Is true wisdom less about learning from and more about letting go of experience?
When I am talking about experience here I am not talking about skills learnt and improved upon to enable us to make a living, or talents developed through practice and focus, I am talking about our experiences in how we relate to each other, connect to our own innate knowledge, understand our own intuition and follow it, and how we connect to every living thing around us.
The majority of us live our lives based in linear time, past, present, future and because of this precept we tell ourselves that we become more experienced as we get older. This is fundamentally true when we talk about skills….we can’t learn to read before we have learnt what a letter is, so there is a line of learning that is linear, what we learnt, what we know now, and what we will know if we follow the path. In this way we learn skills and gain knowledge.
And then there is wisdom.
Socrates was considered a wise man because he knew that he did not know anything. The oracle of Delphi, a wise old woman, told Socrates’s friend that there was no one wiser than Socrates
I spent some time with a very wise person this summer just gone. He is 7 years old. He taught me how to be in his world. A world of quiet, of connection, and of a purity of understanding of life well beyond my experience. He taught me how to look beyond behaviour. Walking down a country track with him one day, just enjoying the peace and tranquillity, he said ” I have some weird dreams sometimes”. I was just about to respond, ask more, when I realised he didn’t ask me a question. He made a statement. I would go so far as to say he made a statement to the trees, to the air, to everything around us. My own awareness and connection, my intuition, told me this was not something that needed ‘discussing and fixing’. It was just an acknowledgement to the universe.

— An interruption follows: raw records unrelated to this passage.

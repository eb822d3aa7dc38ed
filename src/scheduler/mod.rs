//! Time-windowed batch email delivery
//!
//! This module is the heart of the service: a cron-invoked batch runner
//! that resolves the current delivery-zone time, fetches every user with a
//! configured preference, decides per user whether this tick falls inside
//! their send window, selects their highlight, hands it to the transport,
//! and writes one audit record per attempt.
//!
//! # Invocation model
//!
//! One external trigger (platform cron, operator request) produces one
//! batch run that processes all due users to completion. Users are handled
//! strictly one after another; a user's selection or transport failure is
//! recorded and the loop moves on. Only two things abort a batch: an
//! unreadable candidate directory and a malformed window override.
//!
//! Overlapping trigger firings are NOT coordinated. Two ticks landing
//! inside the same tolerance window will both send to the same due user;
//! in this domain an occasional duplicate highlight beats a missed one,
//! so the design accepts duplicates instead of carrying a lock or lease.
//!
//! # Modules
//!
//! - [`batch`] - The batch runner, its request/report types, and the
//!   per-user processing pipeline
//! - [`error`] - Scheduler error types

pub mod batch;
pub mod error;

pub use batch::{
    BatchReport, BatchRequest, DeliveryScheduler, OutcomeStatus, TestSendReport, UserOutcome,
};
pub use error::{SchedulerError, SchedulerResult};
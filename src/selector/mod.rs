//! Per-user content selection
//!
//! Resolves which highlight a user receives today. Random mode draws
//! uniformly from the user's whole collection; specific mode fetches the
//! pinned highlight scoped to its owner. A pin that dangles (the highlight
//! was deleted) fails that user's attempt, never the batch.

use std::sync::Arc;

use rand::seq::SliceRandom;

use crate::models::{DeliveryCandidate, SelectedHighlight, SelectionMode};
use crate::store::{HighlightStore, StoreError};

/// Result type for selection operations
pub type SelectResult<T> = Result<T, SelectError>;

/// Errors from content selection
#[derive(Debug, thiserror::Error)]
pub enum SelectError {
    /// The user has no highlights to draw from
    #[error("no highlights found for user {user_id}")]
    NoContent { user_id: String },

    /// The pinned highlight does not exist (or belongs to someone else)
    #[error("highlight {highlight_id} not found for user {user_id}")]
    NotFound {
        user_id: String,
        highlight_id: String,
    },

    /// Specific mode with no pinned highlight configured
    #[error("selection mode is specific but no highlight is pinned")]
    MissingPin,

    /// The underlying highlight read failed
    #[error("highlight lookup failed: {0}")]
    Store(#[from] StoreError),
}

/// Body used when an operator test send finds an empty store
const SAMPLE_BODY: &str =
    "This is a sample highlight used to verify that scheduled delivery is working end to end.";

/// Chooses the highlight delivered to a user
pub struct HighlightSelector {
    store: Arc<dyn HighlightStore>,
}

impl HighlightSelector {
    pub fn new(store: Arc<dyn HighlightStore>) -> Self {
        Self { store }
    }

    /// Select today's highlight for a candidate according to their mode
    pub async fn select_for(
        &self,
        candidate: &DeliveryCandidate,
    ) -> SelectResult<SelectedHighlight> {
        match candidate.mode {
            SelectionMode::Random => self.select_random(&candidate.user_id).await,
            SelectionMode::Specific => {
                let pinned = candidate
                    .pinned_highlight_id
                    .as_deref()
                    .ok_or(SelectError::MissingPin)?;
                self.select_pinned(&candidate.user_id, pinned).await
            }
        }
    }

    async fn select_random(&self, user_id: &str) -> SelectResult<SelectedHighlight> {
        let records = self.store.list_for_user(user_id).await?;

        let record = records
            .choose(&mut rand::thread_rng())
            .ok_or_else(|| SelectError::NoContent {
                user_id: user_id.to_string(),
            })?;

        Ok(SelectedHighlight::from_record(record))
    }

    async fn select_pinned(
        &self,
        user_id: &str,
        highlight_id: &str,
    ) -> SelectResult<SelectedHighlight> {
        let record = self
            .store
            .fetch_for_user(user_id, highlight_id)
            .await?
            .ok_or_else(|| SelectError::NotFound {
                user_id: user_id.to_string(),
                highlight_id: highlight_id.to_string(),
            })?;

        Ok(SelectedHighlight::from_record(&record))
    }

    /// Pick a highlight for an operator test send
    ///
    /// With an explicit id, fetches that highlight regardless of owner.
    /// Otherwise draws from the ten most recent highlights, falling back to
    /// a built-in sample when the store is empty so a fresh deployment can
    /// still verify its mail path.
    pub async fn pick_for_test(
        &self,
        highlight_id: Option<&str>,
    ) -> SelectResult<SelectedHighlight> {
        if let Some(id) = highlight_id {
            let record =
                self.store
                    .fetch_by_id(id)
                    .await?
                    .ok_or_else(|| SelectError::NotFound {
                        user_id: "operator".to_string(),
                        highlight_id: id.to_string(),
                    })?;
            return Ok(SelectedHighlight::from_record(&record));
        }

        let recent = self.store.list_recent(10).await?;
        if let Some(record) = recent.choose(&mut rand::thread_rng()) {
            return Ok(SelectedHighlight::from_record(record));
        }

        Ok(SelectedHighlight {
            highlight_id: "sample".to_string(),
            body: SAMPLE_BODY.to_string(),
            book_title: "Daybreak".to_string(),
            book_author: "The Daybreak Team".to_string(),
        })
    }
}

#[cfg(test)]
mod tests {
    use super::*;
    use crate::models::HighlightRecord;
    use crate::store::MemoryHighlightStore;

    fn selector_with(store: MemoryHighlightStore) -> HighlightSelector {
        HighlightSelector::new(Arc::new(store))
    }

    #[tokio::test]
    async fn test_random_mode_empty_collection() {
        let selector = selector_with(MemoryHighlightStore::new());
        let candidate = DeliveryCandidate::new("user-1", "reader@example.com");

        let result = selector.select_for(&candidate).await;
        assert!(matches!(result, Err(SelectError::NoContent { .. })));
    }

    #[tokio::test]
    async fn test_random_mode_picks_member_of_collection() {
        let store = MemoryHighlightStore::new();
        for i in 0..5 {
            store.insert(
                "user-1",
                HighlightRecord::new(format!("hl-{i}"), format!("body {i}")),
            );
        }

        let selector = selector_with(store);
        let candidate = DeliveryCandidate::new("user-1", "reader@example.com");

        let selected = selector.select_for(&candidate).await.unwrap();
        assert!(selected.highlight_id.starts_with("hl-"));
    }

    #[tokio::test]
    async fn test_specific_mode_dangling_pin() {
        let store = MemoryHighlightStore::new();
        store.insert("user-1", HighlightRecord::new("hl-1", "kept"));

        let selector = selector_with(store);
        let candidate = DeliveryCandidate::new("user-1", "reader@example.com")
            .with_pinned_highlight("hl-deleted");

        let result = selector.select_for(&candidate).await;
        assert!(matches!(result, Err(SelectError::NotFound { .. })));
    }

    #[tokio::test]
    async fn test_specific_mode_does_not_cross_owners() {
        let store = MemoryHighlightStore::new();
        store.insert("user-2", HighlightRecord::new("hl-1", "not yours"));

        let selector = selector_with(store);
        let candidate =
            DeliveryCandidate::new("user-1", "reader@example.com").with_pinned_highlight("hl-1");

        let result = selector.select_for(&candidate).await;
        assert!(matches!(result, Err(SelectError::NotFound { .. })));
    }

    #[tokio::test]
    async fn test_specific_mode_without_pin() {
        let selector = selector_with(MemoryHighlightStore::new());
        let mut candidate = DeliveryCandidate::new("user-1", "reader@example.com");
        candidate.mode = SelectionMode::Specific;

        let result = selector.select_for(&candidate).await;
        assert!(matches!(result, Err(SelectError::MissingPin)));
    }

    #[tokio::test]
    async fn test_store_failure_propagates() {
        let store = MemoryHighlightStore::new();
        store.set_failing(true);

        let selector = selector_with(store);
        let candidate = DeliveryCandidate::new("user-1", "reader@example.com");

        let result = selector.select_for(&candidate).await;
        assert!(matches!(result, Err(SelectError::Store(_))));
    }

    #[tokio::test]
    async fn test_pick_for_test_falls_back_to_sample() {
        let selector = selector_with(MemoryHighlightStore::new());

        let selected = selector.pick_for_test(None).await.unwrap();
        assert_eq!(selected.highlight_id, "sample");
        assert_eq!(selected.book_title, "Daybreak");
    }

    #[tokio::test]
    async fn test_pick_for_test_with_explicit_id() {
        let store = MemoryHighlightStore::new();
        store.insert(
            "user-2",
            HighlightRecord::new("hl-7", "chosen").with_book("bk-1", "The Book", "A. Writer"),
        );

        let selector = selector_with(store);
        let selected = selector.pick_for_test(Some("hl-7")).await.unwrap();
        assert_eq!(selected.highlight_id, "hl-7");
        assert_eq!(selected.book_title, "The Book");

        let missing = selector.pick_for_test(Some("hl-missing")).await;
        assert!(matches!(missing, Err(SelectError::NotFound { .. })));
    }
}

Wisdom is listening. Open a different door in your path to wisdom now and again. Accept the invitation to step into somebody elses’ box, instead of forcing your own box around them. Don’t be so concerned that the child is not interested in giving you a hug. He or she is wiser. He is aware that it is you that wants the hug and that is your need not his or hers. He or she is telling you to get over it. If you can be more aware, more connected, more outside your own box of wants, you will be surprised at the ‘conversation’ you can have, and how wonderful that connection will make you feel.
Let go of the experiences that hold you in a box. Be brave enough to acknowledge that what you see in another persons’ behaviour is usually a reflection of something within yourself, and has nothing to do with them at all. Look past behaviour with your other senses, the senses that have been so dulled over time. It is never too late to let go of what we don’t need, it is never too late to change, and it is certainly never too late to be happy in ourselves. Wisdom doesn’t come from the past and is not something to aspire to in the future. Wisdom is in the present, everywhere, we just have to be open to it.